Antoninho Marmo Trevisan
Trevisan Auditores
Rio de Janeiro, 8 de abril de 2002
Prezado Antoninho,
Foi com tristeza e decepção que li a “carta ao leitor”, intitulada
“Contadores e auditores na guilhotina”, no número mais recente (n. 163, ano XV)
da sua Revista Trevisan, que recebo regularmente por gentileza, ou por
descuido. O texto começa como se segue:
“Certa feita, um ex-presidente do Banco Central
acusou os contabilistas de serem responsáveis pela inflação no Brasil.

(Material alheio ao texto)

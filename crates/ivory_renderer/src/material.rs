//! Material trait for surface scattering.
//!
//! Materials are immutable once built and are shared by reference between
//! primitives and render threads.

use ivory_math::Vec3;
use rand::RngCore;

use crate::sampling::{gen_f32, random_unit_vector};
use crate::{hittable::HitRecord, Ray};

/// Color type alias (linear RGB, typically 0-1)
pub type Color = Vec3;

/// Outcome of a successful scatter event.
#[derive(Debug, Clone, Copy)]
pub struct ScatterResult {
    /// Per-channel factor applied to the light carried by the scattered ray
    pub attenuation: Color,
    /// The continuing ray
    pub scattered: Ray,
}

/// Trait for materials that describe how light interacts with surfaces.
pub trait Material: Send + Sync {
    /// Scatter an incoming ray.
    ///
    /// Returns `None` if the ray is absorbed.
    fn scatter(&self, ray_in: &Ray, rec: &HitRecord, rng: &mut dyn RngCore)
        -> Option<ScatterResult>;
}

/// Lambertian (diffuse) material.
#[derive(Debug, Clone)]
pub struct Lambertian {
    albedo: Color,
}

impl Lambertian {
    /// Create a new Lambertian material with the given albedo color.
    pub fn new(albedo: Color) -> Self {
        Self { albedo }
    }

    pub fn albedo(&self) -> Color {
        self.albedo
    }
}

impl Material for Lambertian {
    fn scatter(
        &self,
        _ray_in: &Ray,
        rec: &HitRecord,
        rng: &mut dyn RngCore,
    ) -> Option<ScatterResult> {
        let mut scatter_direction = rec.normal + random_unit_vector(rng);

        // Catch degenerate scatter direction
        if near_zero(scatter_direction) {
            scatter_direction = rec.normal;
        }

        Some(ScatterResult {
            attenuation: self.albedo,
            scattered: Ray::new(rec.p, scatter_direction),
        })
    }
}

/// Metal (specular) material.
#[derive(Debug, Clone)]
pub struct Metal {
    albedo: Color,
    fuzz: f32,
}

impl Metal {
    /// Create a new Metal material.
    ///
    /// - `albedo`: The color of the metal
    /// - `fuzz`: Roughness, 0.0 = perfect mirror, 1.0 = very rough
    pub fn new(albedo: Color, fuzz: f32) -> Self {
        Self {
            albedo,
            fuzz: fuzz.clamp(0.0, 1.0),
        }
    }

    pub fn fuzz(&self) -> f32 {
        self.fuzz
    }
}

impl Material for Metal {
    fn scatter(
        &self,
        ray_in: &Ray,
        rec: &HitRecord,
        rng: &mut dyn RngCore,
    ) -> Option<ScatterResult> {
        let reflected = reflect(ray_in.direction().normalize(), rec.normal);
        let scattered_dir = if self.fuzz > 0.0 {
            reflected + self.fuzz * random_unit_vector(rng)
        } else {
            reflected
        };

        // Fuzz can push the ray below the surface; treat that as absorbed
        if scattered_dir.dot(rec.normal) > 0.0 {
            Some(ScatterResult {
                attenuation: self.albedo,
                scattered: Ray::new(rec.p, scattered_dir),
            })
        } else {
            None
        }
    }
}

/// Dielectric (glass) material.
#[derive(Debug, Clone)]
pub struct Dielectric {
    /// Index of refraction relative to the enclosing medium
    refraction_index: f32,
}

impl Dielectric {
    /// Create a new Dielectric material.
    ///
    /// - `refraction_index`: 1.0 = air, 1.5 = glass, 2.4 = diamond
    pub fn new(refraction_index: f32) -> Self {
        Self { refraction_index }
    }

    pub fn refraction_index(&self) -> f32 {
        self.refraction_index
    }
}

impl Material for Dielectric {
    fn scatter(
        &self,
        ray_in: &Ray,
        rec: &HitRecord,
        rng: &mut dyn RngCore,
    ) -> Option<ScatterResult> {
        let ri = if rec.front_face {
            1.0 / self.refraction_index
        } else {
            self.refraction_index
        };

        let unit_direction = ray_in.direction().normalize();
        let cos_theta = (-unit_direction).dot(rec.normal).min(1.0);
        let sin_theta = (1.0 - cos_theta * cos_theta).max(0.0).sqrt();

        let reflects = cannot_refract(ri, sin_theta) || reflectance(cos_theta, ri) > gen_f32(rng);
        let direction = if reflects {
            reflect(unit_direction, rec.normal)
        } else {
            refract(unit_direction, rec.normal, ri)
        };

        Some(ScatterResult {
            attenuation: Color::ONE,
            scattered: Ray::new(rec.p, direction),
        })
    }
}

// =============================================================================
// Helper functions
// =============================================================================

/// True when every component is close to zero.
#[inline]
pub fn near_zero(v: Vec3) -> bool {
    const S: f32 = 1e-8;
    v.x.abs() < S && v.y.abs() < S && v.z.abs() < S
}

/// Reflect a vector about a normal: v - 2·dot(v,n)·n.
#[inline]
pub fn reflect(v: Vec3, n: Vec3) -> Vec3 {
    v - 2.0 * v.dot(n) * n
}

/// Refract a unit vector through a surface using Snell's law.
#[inline]
pub fn refract(uv: Vec3, n: Vec3, etai_over_etat: f32) -> Vec3 {
    let cos_theta = (-uv).dot(n).min(1.0);
    let r_out_perp = etai_over_etat * (uv + cos_theta * n);
    let r_out_parallel = -(1.0 - r_out_perp.length_squared()).abs().sqrt() * n;
    r_out_perp + r_out_parallel
}

/// Total internal reflection test.
#[inline]
pub fn cannot_refract(refraction_ratio: f32, sin_theta: f32) -> bool {
    refraction_ratio * sin_theta > 1.0
}

/// Schlick's approximation for reflectance.
#[inline]
pub fn reflectance(cosine: f32, refraction_ratio: f32) -> f32 {
    let r0 = ((1.0 - refraction_ratio) / (1.0 + refraction_ratio)).powi(2);
    r0 + (1.0 - r0) * (1.0 - cosine).powi(5)
}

Desconhecendo a essência e a aplicação nos negócios do princípio das partidas
dobradas ... dizia ele que o tal princípio contábil levava ingênuos deputados a
votarem um orçamento público que acreditavam prudente. E mais, induzia a mídia
a crer que não se operava com déficits e que o orçamento era equilibrado”
Tive de recorrer a arquivos para recuperar um artigo meu (“Abaixo a
repressão fiscal”), escrito para o Estadão em 4 de abril de 1999, 3 anos
atrás (em anexo, para recordar, com o trecho que lhe incomodou em itálicos)
que provocou um artigo seu para a Carta Capital na
edição de 28 de abril de 1999, intitulado "Luca Paciolo e Gustavo
Franco". Eu mesmo escrevi não apenas uma, mas duas respostas para a Carta
Capital, um delas anexa, “Trevisan e o déficit orçamentário”, originalmente de
2 de agosto de 1999, está reproduzida adiante.
Eu
estou com dificuldades para acreditar que de nosso diálogo, ou “polêmica”, de 3
anos atrás, não tenha lhe servido para coisa alguma. Apenas desta forma eu
compreenderia o trecho acima. Vejo que de nada adiantou dialogar, explicar e
argumentar. Que tolice dizer que acusei os contabilistas pela inflação ! Que
tolice me acusar de desconhecer partidas dobradas ! Francamente, admito que o
amigo possa acreditar ter idéias melhores que as minhas no campo econômico, ou
cambial, é seu direito, mas tomar-me como ignorante diante de seus leitores é
ofensivo e indigno da sua inteligência.
Minha
decepção é ainda maior pois enganei-me redondamente ao achar que havíamos,
afinal, chegado a um consenso. Nossa “polêmica” acabou com festejos recíprocos,
e agora vejo agora que era falso seu aparente convencimento, e que sua falta de
vontade de continuar debatendo não era sintoma de esgotamento do assunto, ou
convergência de pontos de vista, mas da sua absoluta incapacidade de seguir
argumentando. Não é tão sério perder uma discussão, ver-se forçado a reconhecer
um erro, como lhe aconteceu, pois acontece com qualquer pessoa que disponha de
opinião e caráter. Lamentável mesmo é fingir-se indiferente ou desinteressado,
sair de fininho de um debate perdido para, 3 anos depois, voltar ao assunto
pelas costas.
Lembro-me que, na ocasião, um de seus argumentos era o de que seus
colegas contabilistas estavam ofendidos com meu artigo e que sua postura era
apenas para responder a este seu público específico. Pois bem, posso sentir o
mesmo problema agora: uma gracinha sem graça, e sem fundamento na Verdade, a
fim de divertir seus amigos contabilistas. Não é digno de sua estatura
profissional fazer proselitismo faltando respeito com a Verdade e comigo
pessoalmente.
Como não estou preocupado com seu público e não me
interessa prosseguir esse nosso diálogo de surdos em nenhum outro foro, apenas
escrevo para registrar que não passou desapercebida a desfeita. Os poucos
amigos comuns, todavia, pessoas que trabalharam conosco e que têm condições de
olhar os dois lados, estes eu acho que devem se interessar por este diálogo.
Para estes remeto cópias dessa tertúlia, para seu divertimento ou consternação.